The short version: speech production is not a pipeline. It is two circles drawn on top of each other.
What we measured, and why ECoG
We had intracranial electrocorticography (ECoG) from a set of patients undergoing clinical monitoring at NYU Langone. ECoG is the only technique I know that lets you measure millisecond-resolution activity from dozens of cortical sites at once, in a person who is speaking naturally, in a sentence you can actually parse. fMRI has seconds; scalp EEG has centimeters. ECoG has both axes a neuroscientist wants, at the cost of only being available in people who were going to have a surgery anyway.
We recorded during a simple paradigm: listen to a word, and then repeat it. The paradigm matters, because it lets us separate the listening signal from the speaking signal and — crucially — look at what happens during the transition.
The causal method, in plain language
You can't just correlate activity in region A with activity in region B and call it a connection. Correlation is symmetric; information flow is not. The technique we used — Granger-family causal analysis, specifically a non-parametric spectral variant — asks a directional question: does past activity in A help predict future activity in B above and beyond B's own past? If yes, there is directed information from A to B in that frequency band.
And then the trick, because this is what the paper really hinges on: you do the analysis twice. Once from frontal regions to temporal. Once the other way around. For each time window, for each frequency band, for each pair of electrodes.
The result, stated as carefully as I can
We expected to find feedforward dominance around speech onset, and feedback dominance a few hundred milliseconds later when the auditory cortex "heard" the output and corrected. That is the cartoon.
What we found instead: feedforward and feedback flows coexist through the entire speech-production window. At 100ms before onset, both are nonzero. At 0ms, both are nonzero and both are larger.
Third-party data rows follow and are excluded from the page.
//! Slippy map tile addressing for the base layer.
//!
//! Tiles follow the XYZ scheme: at zoom `z` the projected world is split into
//! `2^z` columns and rows, column 0 at the antimeridian, row 0 at the top.

use crate::geometry::Coordinate;
use crate::projection::HALF_WORLD;

/// Deepest zoom level tile servers publish
pub const MAX_TILE_ZOOM: u8 = 19;

#[derive(Debug, Clone, Copy, PartialEq, Eq)]
pub enum TileSource {
    OpenStreetMap,
}

impl TileSource {
    pub fn url(&self, tile: TileId) -> String {
        match self {
            Self::OpenStreetMap => format!(
                "https://tile.openstreetmap.org/{}/{}/{}.png",
                tile.zoom, tile.x, tile.y
            ),
        }
    }

    /// Credit line the provider requires next to its imagery
    pub fn attribution(&self) -> &'static str {
        match self {
            Self::OpenStreetMap => "© OpenStreetMap contributors",
        }
    }
}

#[derive(Debug, Clone, Copy, PartialEq, Eq, Hash)]
pub struct TileId {
    pub zoom: u8,
    pub x: u32,
    pub y: u32,
}

/// A tile and where one copy of it sits in map space.
///
/// Columns past the antimeridian wrap, so the same [`TileId`] can be placed
/// more than once.
#[derive(Debug, Clone, Copy, PartialEq)]
pub struct PlacedTile {
    pub tile: TileId,
    pub top_left: Coordinate,
    pub bottom_right: Coordinate,
}

/// Width of one tile in map units
pub fn tile_span(zoom: u8) -> f64 {
    2.0 * HALF_WORLD / f64::from(1u32 << zoom)
}

/// Tile level to fetch for a fractional view zoom
pub fn tile_zoom(view_zoom: f64) -> u8 {
    view_zoom.round().clamp(0.0, f64::from(MAX_TILE_ZOOM)) as u8
}

/// Every tile of `zoom` overlapping the box spanned by two opposite corners
pub fn covering(a: Coordinate, b: Coordinate, zoom: u8) -> Vec<PlacedTile> {
    let zoom = zoom.min(MAX_TILE_ZOOM);
    let count = 1i64 << zoom;
    let span = tile_span(zoom);
    let (min_x, max_x) = (a.x.min(b.x), a.x.max(b.x));
    let (min_y, max_y) = (a.y.min(b.y), a.y.max(b.y));

    let first_col = ((min_x + HALF_WORLD) / span).floor() as i64;
    let last_col = ((max_x + HALF_WORLD) / span).ceil() as i64 - 1;
    // Rows never wrap
    let first_row = (((HALF_WORLD - max_y) / span).floor() as i64).max(0);
    let last_row = ((((HALF_WORLD - min_y) / span).ceil() as i64) - 1).min(count - 1);

    let mut tiles = Vec::new();
    for row in first_row..=last_row {
        for col in first_col..=last_col {
            let left = -HALF_WORLD + col as f64 * span;
            let top = HALF_WORLD - row as f64 * span;
            tiles.push(PlacedTile {
                tile: TileId {
                    zoom,
                    x: col.rem_euclid(count) as u32,
                    y: row as u32,
                },
                top_left: Coordinate::new(left, top),
                bottom_right: Coordinate::new(left + span, top - span),
            });
        }
    }
    tiles
}

#[cfg(test)]
mod tests {
    use super::*;

    #[test]
    fn whole_world_at_zoom_zero_is_one_tile() {
        let tiles = covering(
            Coordinate::new(-HALF_WORLD, HALF_WORLD),
            Coordinate::new(HALF_WORLD - 1.0, -HALF_WORLD),
            0,
        );
        assert_eq!(tiles.len(), 1);
        assert_eq!(tiles[0].tile, TileId { zoom: 0, x: 0, y: 0 });
        assert_eq!(tiles[0].top_left, Coordinate::new(-HALF_WORLD, HALF_WORLD));
    }

    #[test]
    fn north_east_quadrant_at_zoom_one() {
        let tiles = covering(
            Coordinate::new(1000.0, 1000.0),
            Coordinate::new(HALF_WORLD / 2.0, HALF_WORLD / 2.0),
            1,
        );
        let ids: Vec<_> = tiles.iter().map(|t| t.tile).collect();
        assert_eq!(ids, vec![TileId { zoom: 1, x: 1, y: 0 }]);
    }

    #[test]
    fn columns_past_the_antimeridian_wrap() {
        let span = tile_span(1);
        let tiles = covering(
            Coordinate::new(HALF_WORLD + 10.0, 10.0),
            Coordinate::new(HALF_WORLD + 20.0, 20.0),
            1,
        );
        assert_eq!(tiles.len(), 1);
        assert_eq!(tiles[0].tile.x, 0);
        assert_eq!(tiles[0].top_left.x, -HALF_WORLD + 2.0 * span);
    }

    #[test]
    fn rows_are_clamped_to_the_world() {
        let tiles = covering(
            Coordinate::new(-10.0, 3.0 * HALF_WORLD),
            Coordinate::new(10.0, -3.0 * HALF_WORLD),
            1,
        );
        assert!(tiles.iter().all(|t| t.tile.y < 2));
        assert_eq!(tiles.len(), 4);
    }

    #[test]
    fn osm_url_is_zoom_x_y() {
        let url = TileSource::OpenStreetMap.url(TileId { zoom: 3, x: 4, y: 2 });
        assert_eq!(url, "https://tile.openstreetmap.org/3/4/2.png");
        assert_eq!(tile_zoom(2.6), 3);
        assert_eq!(tile_zoom(25.0), MAX_TILE_ZOOM);
    }
}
At 200ms after onset, both are still nonzero. The timing of peaks differs, the frequency bands differ, but neither ever goes to baseline while the other is active.
Speech production is not a hand-off. It is a duet. Frontal regions are singing to temporal regions while temporal regions are singing back. If you cut either flow, the whole thing falls apart.
Why this matters for BCI
If speech production were pipelined, a brain-computer interface could sample at the "output" end — motor cortex, say — and reconstruct speech from commands. That model is common, and it works, sort of. But it underuses the signal.
If production is a duet, the posterior regions carry usable speech information during production, not just during perception. That is part of why our decoders in the speech decoding paper work as well as they do with temporal electrodes and no motor coverage. This paper is, in a sense, the mechanistic explanation for why the decoding paper's numbers are even possible.
The harder story
A reviewer once pushed back with the reasonable objection that distinguishing "speech-production feedback" from "speech-perception of your own voice" is, in principle, a confound. How do you know the feedback flow isn't just the hearing of your own output, echoing back?
We answered it with a series of controls I am proud of: latency-matched listening conditions, anticipation trials where the subject was about to speak but didn't, and a frequency-band decomposition where feedback in production lives in a band the auditory-perception signal doesn't occupy. The reviewer was satisfied. I was satisfied. I will be the first to say the controls are not perfect. This kind of paper never is.
Personal note
This was the first paper where I felt like the field gave something back. We showed the figures to a group of speech neuroscientists early, and instead of the usual polite nodding, half the room had an anecdote. Someone had seen hints of this in a case study in 2011. Someone else had seen an inconsistent follow-up that they now, in hindsight, understood. A duet model unifies a lot of little loose ends. That was the moment I understood what people mean when they say a paper "lands."